ASSIGNMENT> Present exactly, and only, the lines running from the line that contains "if self.detector.call_timeout_frames == 0" through the end of the entries below.

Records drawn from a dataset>
//! Normalized region geometry

use serde::{Deserialize, Serialize};
use crate::GeometryError;

/// Slack allowed on the unit-square containment check (float noise from models)
const CONTAINMENT_EPSILON: f32 = 1e-4;

/// Rectangle normalized to the frame bounds.
///
/// `x`/`y` locate the top-left corner. Width and height are strictly
/// positive and the whole rectangle lies inside [0, 1]².
#[derive(Debug, Clone, Copy, PartialEq, Serialize, Deserialize)]
pub struct BoundingBox {
    x: f32,
    y: f32,
    width: f32,
    height: f32,
}

/// Rectangle in pixel coordinates of a concrete frame
#[derive(Debug, Clone, Copy, PartialEq, Eq)]
pub struct PixelRect {
    pub x: u32,
    pub y: u32,
    pub width: u32,
    pub height: u32,
}

impl BoundingBox {
    /// Create a validated bounding box
    pub fn new(x: f32, y: f32, width: f32, height: f32) -> Result<Self, GeometryError> {
        if !(width > 0.0 && height > 0.0) {
            return Err(GeometryError::EmptyBox { width, height });
        }

        let inside = x >= -CONTAINMENT_EPSILON
            && y >= -CONTAINMENT_EPSILON
            && x + width <= 1.0 + CONTAINMENT_EPSILON
            && y + height <= 1.0 + CONTAINMENT_EPSILON;
        if !inside {
            return Err(GeometryError::OutOfBounds { x, y, width, height });
        }

        Ok(Self { x, y, width, height })
    }

    pub fn x(&self) -> f32 {
        self.x
    }

    pub fn y(&self) -> f32 {
        self.y
    }

    pub fn width(&self) -> f32 {
        self.width
    }

    pub fn height(&self) -> f32 {
        self.height
    }

    /// Horizontal center
    pub fn center_x(&self) -> f32 {
        self.x + self.width / 2.0
    }

    /// Vertical center
    pub fn center_y(&self) -> f32 {
        self.y + self.height / 2.0
    }

    /// Width/height ratio measured in pixels of a `frame_width` x `frame_height` frame.
    ///
    /// Normalized coordinates stretch non-square frames, so a square sign
    /// only has ratio 1.0 in pixel space.
    pub fn pixel_aspect_ratio(&self, frame_width: u32, frame_height: u32) -> f32 {
        let width_px = self.width * frame_width as f32;
        let height_px = self.height * frame_height as f32;
        width_px / height_px
    }

    /// Check whether the box has left the central safe zone.
    ///
    /// The zone shrinks by `margin` on every side; a box escapes as soon as
    /// its center is farther from 0.5 than half of what is left of the frame
    /// once the margin and the box's own half extent are taken off.
    pub fn escapes(&self, margin: f32) -> bool {
        let limit_x = 0.5 - margin - self.width / 2.0;
        let limit_y = 0.5 - margin - self.height / 2.0;
        (self.center_x() - 0.5).abs() > limit_x || (self.center_y() - 0.5).abs() > limit_y
    }

    /// Project onto a frame of the given pixel size.
    ///
    /// The result is clamped to the frame and is never smaller than one pixel.
    pub fn to_pixel_rect(&self, frame_width: u32, frame_height: u32) -> Result<PixelRect, GeometryError> {
        if frame_width == 0 || frame_height == 0 {
            return Err(GeometryError::EmptyFrame {
                width: frame_width,
                height: frame_height,
            });
        }

        let fw = frame_width as f32;
        let fh = frame_height as f32;

        let x = ((self.x * fw).round() as u32).min(frame_width - 1);
        let y = ((self.y * fh).round() as u32).min(frame_height - 1);
        let width = ((self.width * fw).round() as u32).clamp(1, frame_width - x);
        let height = ((self.height * fh).round() as u32).clamp(1, frame_height - y);

        Ok(PixelRect { x, y, width, height })
    }
}
//! Watch configuration

use std::net::SocketAddr;
use std::path::Path;

use detector::DetectorConfig;
use perception::PreprocessConfig;
use serde::{Deserialize, Serialize};
use speed_limit::LifecycleConfig;

use crate::WatchError;

/// Environment variable prefix, e.g. `SPEEDSIGN__DETECTOR__ESCAPE_MARGIN=0.05`
pub const ENV_PREFIX: &str = "SPEEDSIGN";

/// Complete configuration of the sign watch
#[derive(Debug, Clone, Default, Serialize, Deserialize)]
#[serde(default)]
pub struct WatchConfig {
    pub detector: DetectorConfig,
    pub lifecycle: LifecycleConfig,
    pub preprocess: PreprocessConfig,
    pub engine: EngineConfig,
    pub source: SourceConfig,
    pub logging: LoggingConfig,
    pub metrics: MetricsConfig,
}

/// Event loop settings
#[derive(Debug, Clone, Serialize, Deserialize)]
#[serde(default)]
pub struct EngineConfig {
    /// Capacity of the serialized input queue. Frames beyond it are dropped.
    pub inbox_capacity: usize,
    /// Capacity of the presentation event queue
    pub outbox_capacity: usize,
}

impl Default for EngineConfig {
    fn default() -> Self {
        Self {
            inbox_capacity: 8,
            outbox_capacity: 64,
        }
    }
}

/// Synthetic frame source used by the demo
#[derive(Debug, Clone, Serialize, Deserialize)]
#[serde(default)]
pub struct SourceConfig {
    pub fps: u32,
    pub width: u32,
    pub height: u32,
    /// Stop after this many seconds (0 runs until interrupted)
    pub run_seconds: u64,
}

impl Default for SourceConfig {
    fn default() -> Self {
        Self {
            fps: 30,
            width: 1280,
            height: 720,
            run_seconds: 20,
        }
    }
}

#[derive(Debug, Clone, Serialize, Deserialize)]
#[serde(default)]
pub struct LoggingConfig {
    /// Default filter, overridden by `RUST_LOG`
    pub level: String,
    /// Emit JSON lines instead of human-readable output
    pub json: bool,
}

impl Default for LoggingConfig {
    fn default() -> Self {
        Self {
            level: "info".to_string(),
            json: false,
        }
    }
}

#[derive(Debug, Clone, Default, Serialize, Deserialize)]
#[serde(default)]
pub struct MetricsConfig {
    /// Prometheus scrape endpoint, disabled when unset
    pub listen: Option<SocketAddr>,
}

impl WatchConfig {
    /// Load from an optional TOML file, then `SPEEDSIGN__*` environment variables
    pub fn load(path: Option<&Path>) -> Result<Self, WatchError> {
        let mut builder = config::Config::builder();

        builder = match path {
            Some(path) => builder.add_source(config::File::from(path)),
            None => builder.add_source(config::File::with_name("speed-sign-watch").required(false)),
        };

        let config = builder
            .add_source(
                config::Environment::with_prefix(ENV_PREFIX)
                    .separator("__")
                    .try_parsing(true),
            )
            .build()?
            .try_deserialize()?;

        Ok(config)
    }

    /// Reject settings the watch cannot run with
    pub fn validate(&self) -> Result<(), WatchError> {
        if self.engine.inbox_capacity == 0 || self.engine.outbox_capacity == 0 {
            return Err(WatchError::InvalidConfig("queue capacities must be positive".into()));
        }
        if self.source.fps == 0 || self.source.width == 0 || self.source.height == 0 {
            return Err(WatchError::InvalidConfig(format!(
                "frame source {}x{} @ {} fps",
                self.source.width, self.source.height, self.source.fps
            )));
        }
        if self.detector.max_recognition_attempts == 0 {
            return Err(WatchError::InvalidConfig("max_recognition_attempts must be positive".into()));
        }
        if self.detector.call_timeout_frames == 0 {
            return Err(WatchError::InvalidConfig("call_timeout_frames must be positive".into()));
        }
        Ok(())
    }
}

YOUR SOLUTION>
        if self.detector.call_timeout_frames == 0 {
            return Err(WatchError::InvalidConfig("call_timeout_frames must be positive".into()));
        }
        Ok(())
    }
}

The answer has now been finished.